Quantitative Trait Loci That Control Vector Competence for Dengue-2 Virus in the Mosquito Aedes aegypti

• Published in: Genetics (Austin) Vol. 156; no. 2; pp. 687 - 698
• Main Authors: Bosio, Christopher F, Fulton, Ruth E, Salasek, Mike L, Beaty, Barry J, Black, William C., , IV
• Format: Journal Article
• Language: English
• Published: United States Genetics Soc America 01.10.2000; Genetics Society of America
• Subjects: Aedes - genetics; Aedes - virology; Aedes aegypti; Animals; chromosome I; chromosome II; chromosome III; Chromosome Mapping; Crosses, Genetic; Culicidae; Dengue Virus - physiology; Dengue virus 2; Digestive System - virology; Disease; Female; Genetic Markers; Genetic Vectors; Genetics; Male; Microsatellite Repeats; Mosquitoes; Polymorphism, Single-Stranded Conformational; Quantitative Trait, Heritable; Random Amplified Polymorphic DNA Technique; Vaccines; Africa
• ISSN: 0016-6731; 1943-2631; 1943-2631
• DOI: 10.1093/genetics/156.2.687

Quantitative trait loci (QTL) affecting the ability of the mosquito Aedes aegypti to become infected with dengue-2 virus were mapped in an F(1) intercross.
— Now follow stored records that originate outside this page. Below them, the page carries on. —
//! Discovery of the latest checkpoint in a directory.
//!
//! A directory written by a trainer may contain an index file named
//! `checkpoint` whose `model_checkpoint_path` entry points at the latest
//! checkpoint. Without it, the most recently modified `*.pt` file is taken.
use anyhow::Result;
use log::debug;
use std::{
    fs,
    path::{Path, PathBuf},
    time::SystemTime,
};

/// Name of the index file.
const INDEX_FILE: &str = "checkpoint";

/// Extension of TorchScript modules.
const EXTENSION: &str = "pt";

/// Reads `model_checkpoint_path` from the index file.
fn from_index(dir: &Path) -> Result<Option<PathBuf>> {
    let index = dir.join(INDEX_FILE);
    if !index.is_file() {
        return Ok(None);
    }

    for line in fs::read_to_string(&index)?.lines() {
        let mut kv = line.splitn(2, ':');
        let (k, v) = match (kv.next(), kv.next()) {
            (Some(k), Some(v)) => (k.trim(), v.trim().trim_matches('"')),
            _ => continue,
        };
        if k != "model_checkpoint_path" || v.is_empty() {
            continue;
        }

        let path = PathBuf::from(v);
        let path = if path.is_absolute() { path } else { dir.join(path) };
        debug!("Index file {:?} points at {:?}", index, path);
        if path.is_file() {
            return Ok(Some(path));
        }
        // `model.ckpt-200` names `model.ckpt-200.pt`
        let mut path = path.into_os_string();
        path.push(".");
        path.push(EXTENSION);
        let path = PathBuf::from(path);
        return Ok(if path.is_file() { Some(path) } else { None });
    }

    Ok(None)
}

/// Returns the most recently modified TorchScript module in the directory.
///
/// Ties in modification time go to the greatest file name.
fn newest_module(dir: &Path) -> Result<Option<PathBuf>> {
    let mut newest: Option<(SystemTime, PathBuf)> = None;
    for entry in fs::read_dir(dir)? {
        let path = entry?.path();
        if !path.is_file() || path.extension().map_or(true, |e| e != EXTENSION) {
            continue;
        }
        let modified = fs::metadata(&path)?.modified()?;
        let candidate = (modified, path);
        if newest.as_ref().map_or(true, |n| candidate > *n) {
            newest = Some(candidate);
        }
    }
    Ok(newest.map(|(_, path)| path))
}

/// Returns the latest checkpoint in `dir`, or `None` if there is none.
///
/// Fails only if the directory cannot be read; a missing directory has no
/// checkpoint.
pub fn latest_checkpoint(dir: impl AsRef<Path>) -> Result<Option<PathBuf>> {
    let dir = dir.as_ref();
    if !dir.is_dir() {
        return Ok(None);
    }

    match from_index(dir)? {
        Some(path) => Ok(Some(path)),
        None => newest_module(dir),
    }
}

#[cfg(test)]
mod test {
    use super::*;
    use std::{fs::File, io::Write, time::Duration};
    use tempdir::TempDir;

    fn touch(path: &Path) -> Result<()> {
        File::create(path)?.write_all(b"0")?;
        Ok(())
    }

    #[test]
    fn test_empty_dir() -> Result<()> {
        let dir = TempDir::new("checkpoint")?;
        assert_eq!(latest_checkpoint(dir.path())?, None);
        assert_eq!(latest_checkpoint(dir.path().join("missing"))?, None);
        Ok(())
    }

    #[test]
    fn test_index_file() -> Result<()> {
        let dir = TempDir::new("checkpoint")?;
        touch(&dir.path().join("model-100.pt"))?;
        touch(&dir.path().join("model-200.pt"))?;
        let mut index = File::create(dir.path().join(INDEX_FILE))?;
        writeln!(index, "model_checkpoint_path: \"model-100\"")?;
        writeln!(index, "all_model_checkpoint_paths: \"model-100\"")?;

        assert_eq!(
            latest_checkpoint(dir.path())?,
            Some(dir.path().join("model-100.pt"))
        );
        Ok(())
    }

    #[test]
    fn test_stale_index_file() -> Result<()> {
        let dir = TempDir::new("checkpoint")?;
        touch(&dir.path().join("model-200.pt"))?;
        let mut index = File::create(dir.path().join(INDEX_FILE))?;
        writeln!(index, "model_checkpoint_path: \"model-100\"")?;

        assert_eq!(
            latest_checkpoint(dir.path())?,
            Some(dir.path().join("model-200.pt"))
        );
        Ok(())
    }

    fn set_modified(path: &Path, t: SystemTime) -> Result<()> {
        File::options().write(true).open(path)?.set_modified(t)?;
        Ok(())
    }

    #[test]
    fn test_index_with_dotted_name() -> Result<()> {
        let dir = TempDir::new("checkpoint")?;
        let older = dir.path().join("model.ckpt-100.pt");
        let named = dir.path().join("model.ckpt-200.pt");
        touch(&older)?;
        touch(&named)?;
        set_modified(&named, SystemTime::now() - Duration::from_secs(60))?;
        let mut index = File::create(dir.path().join(INDEX_FILE))?;
        writeln!(index, "model_checkpoint_path: \"model.ckpt-200\"")?;

        assert_eq!(latest_checkpoint(dir.path())?, Some(named));
        Ok(())
    }

    #[test]
    fn test_same_mtime_picks_greatest_name() -> Result<()> {
        let dir = TempDir::new("checkpoint")?;
        let t = SystemTime::now() - Duration::from_secs(60);
        for name in ["model-3.pt", "model-9.pt", "model-5.pt"].iter() {
            let path = dir.path().join(name);
            touch(&path)?;
            set_modified(&path, t)?;
        }

        assert_eq!(
            latest_checkpoint(dir.path())?,
            Some(dir.path().join("model-9.pt"))
        );
        Ok(())
    }

    #[test]
    fn test_newest_module() -> Result<()> {
        let dir = TempDir::new("checkpoint")?;
        touch(&dir.path().join("a.pt"))?;
        touch(&dir.path().join("b.pt"))?;
        touch(&dir.path().join("notes.txt"))?;
        set_modified(
            &dir.path().join("a.pt"),
            SystemTime::now() - Duration::from_secs(60),
        )?;

        assert_eq!(latest_checkpoint(dir.path())?, Some(dir.path().join("b.pt")));
        Ok(())
    }
}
Dengue-susceptible A. aegypti aegypti were crossed with dengue refractory A. aegypti formosus. F(2) offspring were analyzed for midgut infection and escape barriers. In P(1) and F(1) parents and in 207 F(2) individuals, regions of 14 cDNA loci were analyzed with single-strand conformation polymorphism analysis to identify and orient linkage groups with respect to chromosomes I-III. Genotypes were also scored at 57 RAPD-SSCP loci, 5 (TAG)(n) microsatellite loci, and 6 sequence-tagged RAPD loci. Dengue infection phenotypes were scored in 86 F(2) females. Two QTL for a midgut infection barrier were detected with standard and composite interval mapping on chromosomes II and III that accounted for approximately 30% of the phenotypic variance (sigma(2)(p)) in dengue infection and these accounted for 44 and 56%, respectively, of the overall genetic variance (sigma(2)(g)). QTL of minor effect were detected on chromosomes I and III, but these were not detected with composite interval mapping. Evidence for a QTL for midgut escape barrier was detected with standard interval mapping but not with composite interval mapping on chromosome III.